Writing a shopping list is a great way to reduce overbuying and impulse buying. When writing your list it’s also a good idea to:

  • Check your cupboards, fridge and freezer to see what you have left and to make sure you’ve used up anything that is going out of date, this will help to reduce duplicate purchases.
  • Think about meals you’d like over the next few days and work out what ingredients you are going to need on your list.
  • Keep a running list as you finish or get low on items, and add notes about quantities to help save you time when you shop.

#WasteNothing Challenge meal and shopping planner

Designed to help you plan your meals for the week and create a shopping list of all the items you need. It will help you manage the food you already have and reduce overbuying. You can also organise your lists by shop, so you know what you want to buy from where.

photo of a Waste Nothing Challenge meal and shopping planner

2. Put together a kit of useful reusable items

There are a few really useful items you can take with you when you do your shopping to reduce your waste from the very beginning:

  • Reusable bags – taking bags for life, stashed carrier bags, fabric bags, rucksacks or bike paneers to the shops will save unnecessary plastic and also stop you from having to buy more bags. Smaller bags can also be used to bag up loose items, such as fruit and vegetables, which means you will not have to use single-use produce bags.
  • Containers – Tupperware, empty glass jars, old ice-cream tubs, empty take away containers – all of these can be used to help cut down on unnecessary packaging when shopping.
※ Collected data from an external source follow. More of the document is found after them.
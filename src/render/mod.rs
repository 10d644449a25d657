//! Output rendering for decoded workbooks.
//!
//! # Example
//!
//! ```no_run
//! use sheetcodec::{decode_workbook_file, render::*};
//!
//! let preview = decode_workbook_file("data.xlsx")?;
//!
//! // Tab-separated text, first 20 rows
//! let text = to_text(&preview, Some(20));
//!
//! // JSON payload
//! let json = to_json(&preview, JsonFormat::Pretty)?;
//! # Ok::<(), sheetcodec::Error>(())
//! ```

mod json;
mod text;

pub use json::{to_json, to_json_default, JsonFormat};
pub use text::to_text;
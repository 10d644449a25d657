//! # sheetcodec
//!
//! Minimal XLSX codec.
//!
//! The reader extracts the rows of a workbook's first sheet as strings,
//! along with every sheet name, without a full spreadsheet library. The
//! writer produces a small single-sheet package from [`ExportRow`] records.
//!
//! ## Quick Start
//!
//! ```no_run
//! use sheetcodec::{decode_workbook, encode_results_workbook, ExportRow};
//!
//! // Read
//! let data = std::fs::read("input.xlsx")?;
//! let preview = decode_workbook(&data)?;
//! println!("Sheets: {:?}, active: {}", preview.sheet_names, preview.active_sheet);
//! for row in &preview.rows {
//!     println!("{}", row.join(" | "));
//! }
//!
//! // Write
//! let rows = vec![ExportRow::new(1, "Alice", "2024-01-01T00:00:00Z")];
//! std::fs::write("results.xlsx", encode_results_workbook(&rows)?)?;
//! # Ok::<(), sheetcodec::Error>(())
//! ```
//!
//! Only the first declared sheet is decoded; other sheets are listed by name.
//! Cell values are never converted: numbers and booleans come back in their
//! stored text form.

pub mod container;
pub mod error;
pub mod model;
pub mod options;
pub mod render;
pub mod xlsx;

// Re-exports
pub use container::{PackageParts, Relationship, Relationships};
pub use error::{Error, Result};
pub use model::{ExportRow, Row, SheetDescriptor, WorkbookPreview};
pub use options::ExportOptions;

use std::path::Path;

/// Decode a workbook from archive bytes.
///
/// # Example
///
/// ```no_run
/// use sheetcodec::decode_workbook;
///
/// let data = std::fs::read("data.xlsx")?;
/// let preview = decode_workbook(&data)?;
/// println!("{} rows in {}", preview.rows.len(), preview.active_sheet);
/// # Ok::<(), sheetcodec::Error>(())
/// ```
pub fn decode_workbook(data: &[u8]) -> Result<WorkbookPreview> {
    xlsx::XlsxParser::from_bytes(data)?.parse()
}

/// Decode a workbook file.
pub fn decode_workbook_file(path: impl AsRef<Path>) -> Result<WorkbookPreview> {
    xlsx::XlsxParser::open(path)?.parse()
}

/// Encode export rows as a results workbook using default options.
///
/// # Example
///
/// ```
/// use sheetcodec::{decode_workbook, encode_results_workbook, ExportRow};
///
/// let bytes = encode_results_workbook(&[ExportRow::new(1, "Alice", "2024-01-01T00:00:00Z")])?;
/// let preview = decode_workbook(&bytes)?;
/// assert_eq!(preview.rows[1], vec!["1", "Alice", "2024-01-01T00:00:00Z"]);
/// # Ok::<(), sheetcodec::Error>(())
/// ```
pub fn encode_results_workbook(rows: &[ExportRow]) -> Result<Vec<u8>> {
    encode_results_workbook_with_options(rows, &ExportOptions::default())
}

/// Encode export rows as a results workbook.
pub fn encode_results_workbook_with_options(
    rows: &[ExportRow],
    options: &ExportOptions,
) -> Result<Vec<u8>> {
    xlsx::encode(rows, options)
}

/// Encode export rows and write the workbook to `path`.
///
/// The file is only created once the archive has been fully built.
pub fn save_results_workbook(
    path: impl AsRef<Path>,
    rows: &[ExportRow],
    options: &ExportOptions,
) -> Result<()> {
    let bytes = encode_results_workbook_with_options(rows, options)?;
    std::fs::write(path, bytes)?;
    Ok(())
}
Shops like butchers, fishmongers and deli/fresh counters at supermarkets are often willing to fill reusable containers, just ask. They can also be weighed and refilled at zero waste shops. Just make sure you have cleaned and dried containers before taking them to a shop.

Challenger tip: Many of our participants recommend getting organised before you go. Keep a bag of bags and containers handy for spontaneous shopping trips. This could be kept by the door or in a car, depending on how you travel.

3. Shop packaging free

There’s a huge range of places where you can find food without excess packaging, why not have a look around your local area and see what is available to you. This might include:

  • Bakers
  • Bulk buy/zero waste shops
  • Butchers
  • Cheesemongers
  • Delicatessens
  • Farmers’ markets
  • Fishmongers
  • Greengrocers
  • Supermarkets – some have better loose/packaging-free options than others

The #WasteNothing Challenge is supported by our Partners, who are a range of organisations across Bristol providing products and services which help people minimise their waste. We have a variety of Partners who offer packaging-free food options, including:

Challenger tip: Participants recommend chatting to staff at Zero Waste shops. They have so much knowledge and will have done lots of research about their products so it’s a great chance to learn more about making sustainable choices.

Find more shops on Refill

To find more Bristol businesses providing refill and packaging-free options you can download the Refill app from City to Sea. You can search by location on the app to find your nearest options.

4. Think about the packaging options available

If it’s not possible to purchase something packaging-free then think about the materials which are available. Choosing recyclable packaging will reduce how much you need to throw away. Tins, glass, card and plastic pots and trays are all collected by Bristol Waste at the kerbside for recycling.

Challenger tip: One of our participants set themselves the challenge of only buying items if the packaging was recyclable. If they couldn’t find something loose or in recyclable packaging, they didn’t buy it and looked for alternatives instead e.g. making their own. How do you think you would get on?

5. Use local delivery services

There are also a growing number of delivery options using reusable or plastic-free packaging.

  • Milk delivery – there are several dairy and non-dairy milk delivery companies operating in Bristol that use returnable bottles.
  • Some veg box and grocery delivery schemes have plastic-free options and encourage their packaging boxes to be returned for reuse.